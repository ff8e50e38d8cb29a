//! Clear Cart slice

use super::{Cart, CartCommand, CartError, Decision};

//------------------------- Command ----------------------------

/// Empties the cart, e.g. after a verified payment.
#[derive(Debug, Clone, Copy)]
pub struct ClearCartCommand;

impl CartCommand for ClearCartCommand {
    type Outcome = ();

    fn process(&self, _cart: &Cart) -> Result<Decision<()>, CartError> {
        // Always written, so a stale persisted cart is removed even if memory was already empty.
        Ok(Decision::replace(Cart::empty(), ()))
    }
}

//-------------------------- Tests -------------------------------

--

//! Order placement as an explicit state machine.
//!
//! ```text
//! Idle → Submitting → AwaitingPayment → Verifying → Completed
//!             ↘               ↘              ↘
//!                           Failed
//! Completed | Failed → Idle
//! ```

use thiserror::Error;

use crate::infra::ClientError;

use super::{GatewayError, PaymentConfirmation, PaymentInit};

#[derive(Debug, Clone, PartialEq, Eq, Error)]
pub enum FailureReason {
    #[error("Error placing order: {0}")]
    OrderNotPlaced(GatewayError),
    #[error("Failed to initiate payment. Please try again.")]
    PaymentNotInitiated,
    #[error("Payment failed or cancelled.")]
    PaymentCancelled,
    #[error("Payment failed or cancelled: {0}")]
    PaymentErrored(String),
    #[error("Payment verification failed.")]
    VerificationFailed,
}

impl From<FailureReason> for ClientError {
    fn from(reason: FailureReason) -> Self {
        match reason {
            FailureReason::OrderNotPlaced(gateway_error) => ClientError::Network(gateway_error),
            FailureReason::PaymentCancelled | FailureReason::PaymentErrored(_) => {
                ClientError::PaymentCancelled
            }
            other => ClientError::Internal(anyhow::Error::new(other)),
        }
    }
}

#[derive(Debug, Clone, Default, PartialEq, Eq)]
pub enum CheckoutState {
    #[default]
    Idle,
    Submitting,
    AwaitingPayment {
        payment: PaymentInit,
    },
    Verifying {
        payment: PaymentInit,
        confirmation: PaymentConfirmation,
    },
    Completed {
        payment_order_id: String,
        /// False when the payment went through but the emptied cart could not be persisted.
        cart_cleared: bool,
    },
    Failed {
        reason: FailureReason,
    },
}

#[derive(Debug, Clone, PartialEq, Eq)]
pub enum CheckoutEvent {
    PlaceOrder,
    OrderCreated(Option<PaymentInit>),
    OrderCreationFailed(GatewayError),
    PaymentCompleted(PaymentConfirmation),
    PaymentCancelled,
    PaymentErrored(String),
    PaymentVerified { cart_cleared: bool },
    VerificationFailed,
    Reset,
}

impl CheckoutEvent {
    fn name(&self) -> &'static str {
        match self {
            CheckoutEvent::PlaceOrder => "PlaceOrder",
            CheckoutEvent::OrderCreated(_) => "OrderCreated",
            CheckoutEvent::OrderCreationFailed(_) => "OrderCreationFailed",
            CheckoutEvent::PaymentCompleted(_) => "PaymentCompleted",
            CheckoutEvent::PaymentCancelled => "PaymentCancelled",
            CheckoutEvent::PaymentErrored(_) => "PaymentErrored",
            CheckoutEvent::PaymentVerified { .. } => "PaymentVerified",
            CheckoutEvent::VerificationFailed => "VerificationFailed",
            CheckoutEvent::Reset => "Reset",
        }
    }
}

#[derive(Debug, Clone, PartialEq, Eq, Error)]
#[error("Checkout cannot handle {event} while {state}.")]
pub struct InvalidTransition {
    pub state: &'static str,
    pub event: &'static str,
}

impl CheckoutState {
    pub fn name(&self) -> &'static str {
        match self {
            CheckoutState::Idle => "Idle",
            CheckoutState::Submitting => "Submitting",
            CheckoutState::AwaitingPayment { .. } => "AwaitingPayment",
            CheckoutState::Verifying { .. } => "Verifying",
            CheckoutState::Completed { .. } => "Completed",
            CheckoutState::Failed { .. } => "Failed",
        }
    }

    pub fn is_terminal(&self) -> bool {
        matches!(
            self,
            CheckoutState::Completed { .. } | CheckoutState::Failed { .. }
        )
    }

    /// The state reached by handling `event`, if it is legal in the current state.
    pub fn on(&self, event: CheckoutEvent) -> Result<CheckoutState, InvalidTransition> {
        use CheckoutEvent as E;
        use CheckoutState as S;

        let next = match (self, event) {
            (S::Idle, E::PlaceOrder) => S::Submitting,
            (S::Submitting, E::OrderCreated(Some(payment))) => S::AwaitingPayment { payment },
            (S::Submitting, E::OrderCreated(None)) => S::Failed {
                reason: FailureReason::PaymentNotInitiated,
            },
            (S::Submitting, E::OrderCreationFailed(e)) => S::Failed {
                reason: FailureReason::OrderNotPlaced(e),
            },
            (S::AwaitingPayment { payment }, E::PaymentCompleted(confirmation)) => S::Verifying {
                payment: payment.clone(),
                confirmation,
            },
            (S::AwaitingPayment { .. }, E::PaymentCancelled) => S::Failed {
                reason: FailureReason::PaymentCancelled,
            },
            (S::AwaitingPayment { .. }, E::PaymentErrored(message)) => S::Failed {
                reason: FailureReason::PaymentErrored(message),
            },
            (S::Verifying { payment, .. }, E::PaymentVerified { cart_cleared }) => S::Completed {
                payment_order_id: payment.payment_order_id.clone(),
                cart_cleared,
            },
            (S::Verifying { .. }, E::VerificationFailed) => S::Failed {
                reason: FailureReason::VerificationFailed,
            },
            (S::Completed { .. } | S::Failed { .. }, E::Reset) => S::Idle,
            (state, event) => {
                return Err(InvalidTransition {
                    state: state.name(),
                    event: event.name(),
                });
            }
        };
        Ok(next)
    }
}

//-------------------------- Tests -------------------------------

--

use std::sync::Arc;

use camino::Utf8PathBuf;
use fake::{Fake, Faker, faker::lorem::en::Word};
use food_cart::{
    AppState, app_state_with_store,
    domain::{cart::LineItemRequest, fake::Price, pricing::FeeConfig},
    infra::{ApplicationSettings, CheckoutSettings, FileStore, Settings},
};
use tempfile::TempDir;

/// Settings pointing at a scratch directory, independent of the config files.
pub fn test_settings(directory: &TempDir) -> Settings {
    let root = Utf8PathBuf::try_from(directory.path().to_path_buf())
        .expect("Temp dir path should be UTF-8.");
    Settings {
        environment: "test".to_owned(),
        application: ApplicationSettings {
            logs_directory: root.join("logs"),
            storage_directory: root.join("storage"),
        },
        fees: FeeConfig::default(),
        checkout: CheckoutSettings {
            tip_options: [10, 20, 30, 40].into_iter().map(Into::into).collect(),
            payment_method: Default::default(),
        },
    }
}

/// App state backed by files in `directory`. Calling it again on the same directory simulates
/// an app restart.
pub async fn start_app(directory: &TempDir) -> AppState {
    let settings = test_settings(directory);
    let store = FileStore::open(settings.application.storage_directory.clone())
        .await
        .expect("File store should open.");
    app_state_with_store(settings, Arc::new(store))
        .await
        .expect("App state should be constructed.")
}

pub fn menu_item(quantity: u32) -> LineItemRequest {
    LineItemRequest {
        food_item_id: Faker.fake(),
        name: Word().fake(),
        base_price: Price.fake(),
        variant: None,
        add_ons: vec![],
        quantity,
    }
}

Work task:
Search the material for "PaymentConfirmation" and copy each matching line.

Output for this task:
use super::{GatewayError, PaymentConfirmation, PaymentInit};
        confirmation: PaymentConfirmation,
    PaymentCompleted(PaymentConfirmation),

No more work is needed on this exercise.